Child car seat crash test video
Our tests prove that backless boosters leave your child vulnerable to head, neck and impact injuries. Watch our video to see this in action.
Moving up through the child car seat groups
Generally we advise that you try to keep your child in the lower-group child car seat for as long as you can - but make sure you don't leave it until your child is over the car seat's weight limit before changing.
Changing to forward facing
The most important change you'll make for your child is from rearward to forward facing. Forward-facing Group 1 child car seats are approved to be used from 9kg, but when you turn your baby forwards you expose them to the danger of their spinal cord snapping in a frontal impact crash - the forward momentum of their big head can overstretch their weak neck muscles and ligaments.
We recommend that you leave your baby in a rear-facing child car seat until they are least 15 months old, or the first of these events occurs:
- They reach the weight limit of that seat (13kg for Group 0+, 18kg for Group 1)
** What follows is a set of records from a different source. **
use anyhow::{Context, Result};
use serde::{de::DeserializeOwned, Deserialize, Serialize};
use std::collections::HashMap;
use std::path::{Path, PathBuf};

use crate::paths::home_dir::resolve_home_dir;

/// Directory created under the platform home when `server.home_dir` is empty.
pub const DEFAULT_HOME_SUBDIR: &str = ".chores";

/// Top-level server configuration: typed global sections plus a per-module bag.
#[derive(Debug, Clone, Deserialize, Serialize)]
#[serde(deny_unknown_fields)]
pub struct AppConfig {
    pub server: ServerConfig,
    pub database: Option<DatabaseConfig>,
    /// Logging sections; `None` means built-in defaults.
    pub logging: Option<LoggingConfig>,
    /// Directory with `<module>.yaml` files merged into `modules`.
    #[serde(default)]
    pub modules_dir: Option<String>,
    /// module_name → raw section (`chores_info`, `api_ingress`, `chore_assistant`).
    #[serde(default)]
    pub modules: HashMap<String, serde_json::Value>,
}

#[derive(Debug, Clone, Deserialize, Serialize)]
#[serde(deny_unknown_fields)]
pub struct ServerConfig {
    /// Normalized to an absolute, existing directory on load.
    pub home_dir: String,
    pub host: String,
    pub port: u16,
}

#[derive(Debug, Clone, Deserialize, Serialize)]
#[serde(deny_unknown_fields)]
pub struct DatabaseConfig {
    /// SQLite DSN; relative file paths resolve against `server.home_dir`.
    pub url: String,
    pub max_conns: Option<u32>,
    pub busy_timeout_ms: Option<u32>,
}

/// Subsystem (target prefix) → logging section. `default` catches the rest.
pub type LoggingConfig = HashMap<String, Section>;

#[derive(Debug, Serialize, Deserialize, Clone)]
pub struct Section {
    pub console_level: String,
    pub file: String,
    #[serde(default)]
    pub file_level: String,
    #[serde(default)]
    pub max_backups: Option<usize>,
    #[serde(default)]
    pub max_size_mb: Option<u64>,
}

impl Default for ServerConfig {
    fn default() -> Self {
        Self {
            home_dir: String::new(),
            host: "127.0.0.1".to_string(),
            port: 8087,
        }
    }
}

impl Default for DatabaseConfig {
    fn default() -> Self {
        Self {
            url: "sqlite://database/chores.db?mode=rwc".to_string(),
            max_conns: Some(5),
            busy_timeout_ms: Some(5000),
        }
    }
}

pub fn default_logging_config() -> LoggingConfig {
    let mut logging = HashMap::new();
    logging.insert(
        "default".to_string(),
        Section {
            console_level: "info".to_string(),
            file: "logs/chores.log".to_string(),
            file_level: "debug".to_string(),
            max_backups: Some(3),
            max_size_mb: Some(100),
        },
    );
    logging
}

impl Default for AppConfig {
    fn default() -> Self {
        Self {
            server: ServerConfig::default(),
            database: Some(DatabaseConfig::default()),
            logging: Some(default_logging_config()),
            modules_dir: None,
            modules: HashMap::new(),
        }
    }
}

impl AppConfig {
    /// defaults → YAML file → `APP__` environment, then home_dir normalization.
    pub fn load_layered<P: AsRef<Path>>(config_path: P) -> Result<Self> {
        use figment::{
            providers::{Env, Format, Serialized, Yaml},
            Figment,
        };

        let path = config_path.as_ref();
        if !path.exists() {
            anyhow::bail!("config file not found: {}", path.display());
        }

        // Optional sections stay None unless YAML or env provides them.
        let base = AppConfig {
            server: ServerConfig::default(),
            database: None,
            logging: None,
            modules_dir: None,
            modules: HashMap::new(),
        };

        let mut config: AppConfig = Figment::new()
            .merge(Serialized::defaults(base))
            .merge(Yaml::file(path))
            .merge(Env::prefixed("APP__").split("__"))
            .extract()
            .with_context(|| format!("failed to load config from {}", path.display()))?;

        normalize_home_dir_inplace(&mut config.server)?;

        if let Some(dir) = config.modules_dir.clone() {
            merge_module_files(&mut config.modules, dir)?;
        }

        Ok(config)
    }

    pub fn load_or_default<P: AsRef<Path>>(config_path: Option<P>) -> Result<Self> {
        match config_path {
            Some(path) => Self::load_layered(path),
            None => {
                let mut c = Self::default();
                normalize_home_dir_inplace(&mut c.server)?;
                Ok(c)
            }
        }
    }

    pub fn to_yaml(&self) -> Result<String> {
        serde_yaml::to_string(self).context("failed to serialize config to YAML")
    }

    pub fn apply_cli_overrides(&mut self, args: &CliArgs) {
        if let Some(port) = args.port {
            self.server.port = port;
        }
        if args.mock {
            let db = self.database.get_or_insert_with(DatabaseConfig::default);
            db.url = "sqlite::memory:".to_string();
        }

        let logging = self.logging.get_or_insert_with(default_logging_config);
        if let Some(default_section) = logging.get_mut("default") {
            match args.verbose {
                0 => {}
                1 => default_section.console_level = "debug".to_string(),
                _ => default_section.console_level = "trace".to_string(),
            }
        }
    }

    /// Typed view of one module's section; a missing section yields `T::default()`.
    pub fn module_config<T: DeserializeOwned + Default>(&self, name: &str) -> Result<T> {
        match self.modules.get(name) {
            Some(raw) => serde_json::from_value(raw.clone())
                .with_context(|| format!("invalid configuration for module '{name}'")),
            None => Ok(T::default()),
        }
    }

    pub fn home_dir(&self) -> &Path {
        Path::new(&self.server.home_dir)
    }
}

/// Command line values that influence configuration.
#[derive(Debug, Clone, Default)]
pub struct CliArgs {
    pub config: Option<String>,
    pub port: Option<u16>,
    pub print_config: bool,
    pub verbose: u8,
    pub mock: bool,
}

/// Serves raw module sections out of a loaded [`AppConfig`].
#[derive(Debug, Clone)]
pub struct AppConfigProvider(AppConfig);

impl AppConfigProvider {
    pub fn new(config: AppConfig) -> Self {
        Self(config)
    }

    pub fn get_module_config(&self, module_name: &str) -> Option<&serde_json::Value> {
        self.0.modules.get(module_name)
    }

    pub fn config(&self) -> &AppConfig {
        &self.0
    }
}

fn normalize_home_dir_inplace(server: &mut ServerConfig) -> Result<()> {
    let opt = if server.home_dir.trim().is_empty() {
        None
    } else {
        Some(server.home_dir.clone())
    };

    let resolved: PathBuf = resolve_home_dir(opt, DEFAULT_HOME_SUBDIR, true)
        .context("failed to resolve server.home_dir")?;

    server.home_dir = resolved.to_string_lossy().to_string();
    Ok(())
}

fn merge_module_files(
    bag: &mut HashMap<String, serde_json::Value>,
    dir: impl AsRef<Path>,
) -> Result<()> {
    use std::fs;
    let dir = dir.as_ref();
    if !dir.exists() {
        return Ok(());
    }
    for entry in fs::read_dir(dir)? {
        let path = entry?.path();
        if !path.is_file() {
            continue;
        }
        let is_yaml = path
            .extension()
            .and_then(|s| s.to_str())
            .map(|e| e.eq_ignore_ascii_case("yml") || e.eq_ignore_ascii_case("yaml"))
            .unwrap_or(false);
        let Some(name) = path.file_stem().and_then(|s| s.to_str()) else {
            continue;
        };
        if !is_yaml {
            continue;
        }
        let raw = fs::read_to_string(&path)
            .with_context(|| format!("failed to read {}", path.display()))?;
        let val: serde_yaml::Value = serde_yaml::from_str(&raw)
            .with_context(|| format!("invalid YAML in {}", path.display()))?;
        bag.insert(name.to_string(), serde_json::to_value(val)?);
    }
    Ok(())
}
- The crown of their head is level with the top of the car seat.
Moving up a group
In most cases, the child will reach the weight limit of a child car seat before becoming too tall for it.
Children at the bottom weight of each weight group are more vulnerable to injuries. The recommended weights for each group overlaps, so we advise you to let your child reach the top weight for one group rather than swapping when they reach the bottom weight of the next.
Your child will have outgrown a Group 1, 2 or 3 child car seat if his or her eyes are level with the top of the seat.